Feasting in the Happiest Food Place on Earth

Feasting in the Happiest Food Place on Earth

IE Weekly Samples El Merendero

By: Nancy Powell

If Disneyland had a Tijuana Land, El Merendero would fit the bill. Everything from its blindingly bright exterior tiles to its cheery rainbowed interiors radiates happy, happy thoughts, and instead of serving up thrills and chills for the kiddies, the folks at El Merendero serve up meals that keep tummies singing like a Toon Town parade—at least until the digestive juices wind its way through the Looking Glass and the musical fruit starts singing its own tune. Then, not even the hot, dry Santa Ana winds could possibly wipe that Cheshire Cat grin off our faces.

It’s said that the Mexican merendero is the gathering place for everyone from all walks of life. The attendants here, while catering overwhelmingly to their predominantly Mexican clientele, are all smiles, and the warm, sugary aroma of pan dulce wafting into the main dining room from the neighboring bakery makes our tummies rumble as we walk through the door and park our lazy asses down in a booth. Two old men sitting in a corner by the door, people-watching and enjoying a leisurely Sunday afternoon over cervezas and barbacoa, stopping to chat every so often with the passing waitress or fellow diner. There are families, couples, the curious who stop in, each with their own satisfied grin as plates arrive and food is devoured. I’m the only Asian here, my husband and a handful of others the only gringos that dare haunt this place. And we’re all absorbed in the colorful panorama of personalities coming through the doors.

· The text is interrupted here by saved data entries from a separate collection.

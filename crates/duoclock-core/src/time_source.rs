//! 時刻源
//!
//! engine は経過時間を常に「前回 tick 時刻との差分」で計算する。
//! 時刻の取得元を差し替えられるようにしておくことで、テストや再生では
//! `ManualSource` を使って決定的に時間を進められる。

use std::sync::Arc;
use std::time::{Duration, Instant};

use parking_lot::Mutex;

/// 単調増加する時刻を返す
pub trait TimeSource: Send {
    fn now(&self) -> Instant;
}

/// `Instant::now()` をそのまま返す既定の時刻源
#[derive(Debug, Clone, Copy, Default)]
pub struct MonotonicSource;

impl TimeSource for MonotonicSource {
    #[inline]
    fn now(&self) -> Instant {
        Instant::now()
    }
}

/// 手動で進める時刻源
///
/// clone は同じ時刻を共有する。engine に一方を渡し、テスト側がもう一方で
/// `advance` することで tick 間の経過時間を制御できる。
#[derive(Debug, Clone)]
pub struct ManualSource {
    state: Arc<Mutex<ManualState>>,
}

#[derive(Debug)]
struct ManualState {
    base: Instant,
    offset: Duration,
}

impl ManualSource {
    pub fn new() -> Self {
        Self {
            state: Arc::new(Mutex::new(ManualState {
                base: Instant::now(),
                offset: Duration::ZERO,
            })),
        }
    }

    /// 時刻を `by` だけ進める
    pub fn advance(&self, by: Duration) {
        self.state.lock().offset += by;
    }

    pub fn advance_ms(&self, ms: u64) {
        self.advance(Duration::from_millis(ms));
    }

    /// 基準時刻からの経過を `offset` に設定する。巻き戻しは無視する。
    pub fn set_offset(&self, offset: Duration) {
        let mut state = self.state.lock();
        if offset > state.offset {
            state.offset = offset;
        }
    }

    pub fn offset(&self) -> Duration {
        self.state.lock().offset
    }
}

impl Default for ManualSource {
    fn default() -> Self {
        Self::new()
    }
}

impl TimeSource for ManualSource {
    fn now(&self) -> Instant {
        let state = self.state.lock();
        state.base + state.offset
    }
}

/// tokio の時計（`tokio::time::pause` で止められる）を返す時刻源
#[cfg(feature = "tokio-driver")]
#[derive(Debug, Clone, Copy, Default)]
pub struct TokioSource;

#[cfg(feature = "tokio-driver")]
impl TimeSource for TokioSource {
    #[inline]
    fn now(&self) -> Instant {
        tokio::time::Instant::now().into_std()
    }
}

#[cfg(test)]
mod tests {
    use super::*;

    #[test]
    fn test_manual_source_advances_shared_clock() {
        let source = ManualSource::new();
        let observer = source.clone();
        let start = observer.now();

        source.advance_ms(1500);
        assert_eq!(observer.now().duration_since(start), Duration::from_millis(1500));
        assert_eq!(observer.offset(), Duration::from_millis(1500));
    }

    #[test]
    fn test_manual_source_never_goes_backwards() {
        let source = ManualSource::new();
        source.set_offset(Duration::from_secs(5));
        source.set_offset(Duration::from_secs(2));
        assert_eq!(source.offset(), Duration::from_secs(5));
    }

    #[test]
    fn test_monotonic_source_is_non_decreasing() {
        let source = MonotonicSource;
        let mut last = source.now();
        for _ in 0..10 {
            let current = source.now();
            assert!(current >= last, "monotonic source must be non-decreasing");
            last = current;
        }
    }
}
//! SQLite driver for relmodel.
//!
//! Implements [`relmodel_core::Connection`] on top of `rusqlite` with the
//! bundled SQLite library, so `INSERT ... ON CONFLICT ... DO UPDATE` with
//! several conflict targets is always available.
//!
//! - Parameters and results convert between [`relmodel_core::Value`] and
//!   SQLite's storage classes.
//! - Failures carry SQLite's extended result code; constraint failures are
//!   classified as unique, foreign-key or not-null violations.
//! - A progress handler interrupts a running statement when the caller's
//!   `Cx` is cancelled or past its deadline.

pub mod config;
pub mod connection;
pub mod error;
pub mod types;

pub use config::SqliteConfig;
pub use connection::SqliteConnection;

You definitely won’t find the faux rusticity and pretentious BS of an El Torito or wannabe restaurant that waves the flag of authenticity.

I’d pay any day for this ride of Mexican gems at rock bottom prices (would you believe that most everything is under $9 and the pan dulce a mere $.80 per roll?).  Everything looks mighty tasty, like the tostadas that arrive piled high with lettuce, meat, cheese and tomatoes for a mere pittance, to even the hot, homemade, thick and crunchy tortilla chips and the fire-roasted, chipotle tinged salsa that’s smoky and bold to the point where the entire bowl is gone before the entrées even arrive. 

I don’t even glance through the menu, picking instead the meatiest item from the handful of pictures on the menu—the number 5 combo plate stuffed with two chalupas, an enchilada, a hard-shell taco and a taquito served over rice, beans and shredded iceberg lettuce smothered under a creamy, avocado/lime/cilantro sauce that’s not quite guacamole as I know it, but refreshingly tasty nevertheless ($8.99). The fried enchilada is crispy, every bite the sweet taste of fried corn tortilla contrasting with the moist, melted cheese in a red sauce. I’m thankful it’s not a dried, soggy, wrinkly mess of ingredients that tastes like wet sandpaper. The chalupas are worth the price of the entrée alone—two fried, corn tortilla shells topped with carne asada and a hot, smoky chile salsa whose heat lingers at the back of my throat long after the meat makes its digestive journey down my clogged innards. I am definitely feeling the love. The super combo burrito with carnitas my husband orders temporarily wipes the grin away as the meat is a bit dry and tough, but the size more than sates the college lad desiring a hearty, wholesome meal for under $6. El Merendero’s claim to fame is the burrito chock full of potatoes and meat for $4.55, a steal according to the owner of the Magic Door across the street, and one you’ll not likely find anywhere except in the dark inner cities of downtown LA.

Coming into El Merendero in the afternoon after an exhausting five-block walk though the Arts Colony and Antiques Row is likely to make any true Mexican food lover goofy with gastronomical desire and singing the praises of Tijuana Land for days to come.